• [Data in this exercise]:
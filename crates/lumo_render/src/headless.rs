// SPDX-License-Identifier: MIT OR Apache-2.0
//! Headless resource provider.
//!
//! Allocates opaque ids and keeps statistics without touching a GPU. Used by
//! the engine tests and by dry runs of a graph (validating structure and
//! recorded work before a real backend is attached).

use crate::provider::{
    BufferDesc, BufferId, BufferInfo, CommandList, DescriptorSetId, DescriptorWrite, ImageDesc,
    ImageId, ImageInfo, PipelineDesc, PipelineId, ProviderError, ResourceProvider, ShaderModuleId,
    ShaderSource,
};
use std::collections::{HashMap, HashSet};

/// Counters for every provider operation, for assertions and diagnostics.
#[derive(Debug, Clone, Copy, Default, PartialEq, Eq)]
pub struct ProviderStats {
    /// Images allocated
    pub images_created: usize,
    /// Images destroyed
    pub images_destroyed: usize,
    /// Buffers allocated
    pub buffers_created: usize,
    /// Buffers destroyed
    pub buffers_destroyed: usize,
    /// Host-to-device buffer copies
    pub buffer_writes: usize,
    /// Shader units compiled
    pub shaders_compiled: usize,
    /// Pipelines built
    pub pipelines_created: usize,
    /// Pipelines destroyed
    pub pipelines_destroyed: usize,
    /// Descriptor sets allocated
    pub descriptor_sets_allocated: usize,
    /// Descriptor set updates
    pub descriptor_updates: usize,
    /// Command list submissions
    pub submits: usize,
    /// Device idle waits
    pub wait_idle_calls: usize,
}

/// A provider that only allocates ids.
#[derive(Debug, Default)]
pub struct HeadlessProvider {
    next_id: u64,
    live_images: HashSet<ImageId>,
    live_buffers: HashSet<BufferId>,
    live_pipelines: HashSet<PipelineId>,
    live_sets: HashMap<DescriptorSetId, Vec<DescriptorWrite>>,
    /// Operation counters
    pub stats: ProviderStats,
    /// When set, the next shader compile fails with this message
    pub fail_next_shader_compile: Option<String>,
    /// When set, the next image allocation fails with this message
    pub fail_next_image_alloc: Option<String>,
    /// When set, the next descriptor set allocation fails with this message
    pub fail_next_descriptor_alloc: Option<String>,
}

impl HeadlessProvider {
    /// Create a fresh headless provider.
    pub fn new() -> Self {
        Self::default()
    }

    fn next(&mut self) -> u64 {
        self.next_id += 1;
        self.next_id
    }

    /// Number of currently live images.
    pub fn live_image_count(&self) -> usize {
        self.live_images.len()
    }

    /// Number of currently live buffers.
    pub fn live_buffer_count(&self) -> usize {
        self.live_buffers.len()
    }

    /// Number of currently live pipelines.
    pub fn live_pipeline_count(&self) -> usize {
        self.live_pipelines.len()
    }

    /// Last writes applied to a descriptor set, if it is live.
    pub fn descriptor_writes(&self, set: DescriptorSetId) -> Option<&[DescriptorWrite]> {
        self.live_sets.get(&set).map(Vec::as_slice)
    }
}

impl ResourceProvider for HeadlessProvider {
    fn create_image(&mut self, desc: &ImageDesc) -> Result<ImageInfo, ProviderError> {
        if let Some(msg) = self.fail_next_image_alloc.take() {
            return Err(ProviderError::AllocationFailed(msg));
        }
        let id = ImageId(self.next());
        self.live_images.insert(id);
        self.stats.images_created += 1;
        Ok(ImageInfo {
            image: id,
            size: desc.size,
            format: desc.format,
        })
    }

    fn destroy_image(&mut self, image: ImageId) {
        if self.live_images.remove(&image) {
            self.stats.images_destroyed += 1;
        }
    }

    fn create_buffer(&mut self, desc: &BufferDesc) -> Result<BufferInfo, ProviderError> {
        let id = BufferId(self.next());
        self.live_buffers.insert(id);
        self.stats.buffers_created += 1;
        Ok(BufferInfo {
            buffer: id,
            offset: 0,
            size: desc.size,
        })
    }

    fn destroy_buffer(&mut self, buffer: BufferId) {
        if self.live_buffers.remove(&buffer) {
            self.stats.buffers_destroyed += 1;
        }
    }

    fn write_buffer(&mut self, _buffer: BufferId, _offset: u64, _data: &[u8]) {
        self.stats.buffer_writes += 1;
    }

    fn compile_shader(&mut self, _source: &ShaderSource) -> Result<ShaderModuleId, ProviderError> {
        if let Some(msg) = self.fail_next_shader_compile.take() {
            return Err(ProviderError::ShaderCompile(msg));
        }
        self.stats.shaders_compiled += 1;
        Ok(ShaderModuleId(self.next()))
    }

    fn destroy_shader(&mut self, _shader: ShaderModuleId) {}

    fn create_pipeline(&mut self, _desc: &PipelineDesc) -> Result<PipelineId, ProviderError> {
        let id = PipelineId(self.next());
        self.live_pipelines.insert(id);
        self.stats.pipelines_created += 1;
        Ok(id)
    }

    fn destroy_pipeline(&mut self, pipeline: PipelineId) {
        if self.live_pipelines.remove(&pipeline) {
            self.stats.pipelines_destroyed += 1;
        }
    }

    fn allocate_descriptor_set(
        &mut self,
        _pipeline: PipelineId,
    ) -> Result<DescriptorSetId, ProviderError> {
        if let Some(msg) = self.fail_next_descriptor_alloc.take() {
            return Err(ProviderError::AllocationFailed(msg));
        }
        let id = DescriptorSetId(self.next());
        self.live_sets.insert(id, Vec::new());
        self.stats.descriptor_sets_allocated += 1;
        Ok(id)
    }

    fn update_descriptor_set(&mut self, set: DescriptorSetId, writes: &[DescriptorWrite]) {
        if let Some(stored) = self.live_sets.get_mut(&set) {
            *stored = writes.to_vec();
        }
        self.stats.descriptor_updates += 1;
    }

    fn free_descriptor_set(&mut self, set: DescriptorSetId) {
        self.live_sets.remove(&set);
    }

    fn submit(&mut self, _commands: &CommandList) -> Result<(), ProviderError> {
        self.stats.submits += 1;
        Ok(())
    }

    fn wait_idle(&mut self) {
        self.stats.wait_idle_calls += 1;
    }
}

#[cfg(test)]
mod tests {
    use super::*;
    use crate::provider::{ImageFormat, ImageUsage};

    #[test]
    fn test_image_lifecycle() {
        let mut provider = HeadlessProvider::new();
        let info = provider
            .create_image(&ImageDesc {
                label: "test".into(),
                size: [64, 64],
                format: ImageFormat::Rgba8Unorm,
                usage: ImageUsage::compute_output(),
            })
            .unwrap();
        assert!(!info.is_empty());
        assert_eq!(provider.live_image_count(), 1);

        provider.destroy_image(info.image);
        assert_eq!(provider.live_image_count(), 0);
        assert_eq!(provider.stats.images_destroyed, 1);

        // Double destroy is a no-op
        provider.destroy_image(info.image);
        assert_eq!(provider.stats.images_destroyed, 1);
    }

    #[test]
    fn test_forced_compile_failure() {
        let mut provider = HeadlessProvider::new();
        provider.fail_next_shader_compile = Some("bad token".into());
        let err = provider
            .compile_shader(&ShaderSource::compute_glsl("t", "void main(){}"))
            .unwrap_err();
        assert!(matches!(err, ProviderError::ShaderCompile(_)));
        // The failure is one-shot
        assert!(provider
            .compile_shader(&ShaderSource::compute_glsl("t", "void main(){}"))
            .is_ok());
    }
}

• [What you have to do]:
Extract from the records above the lines from the one containing "fn create_buffer(&mut self, desc: &BufferDesc)" to the one containing "u64, _data: &[u8])", both lines included, exactly as they appear and with nothing else.

• [Written answer]:
    fn create_buffer(&mut self, desc: &BufferDesc) -> Result<BufferInfo, ProviderError> {
        let id = BufferId(self.next());
        self.live_buffers.insert(id);
        self.stats.buffers_created += 1;
        Ok(BufferInfo {
            buffer: id,
            offset: 0,
            size: desc.size,
        })
    }

    fn destroy_buffer(&mut self, buffer: BufferId) {
        if self.live_buffers.remove(&buffer) {
            self.stats.buffers_destroyed += 1;
        }
    }

    fn write_buffer(&mut self, _buffer: BufferId, _offset: u64, _data: &[u8]) {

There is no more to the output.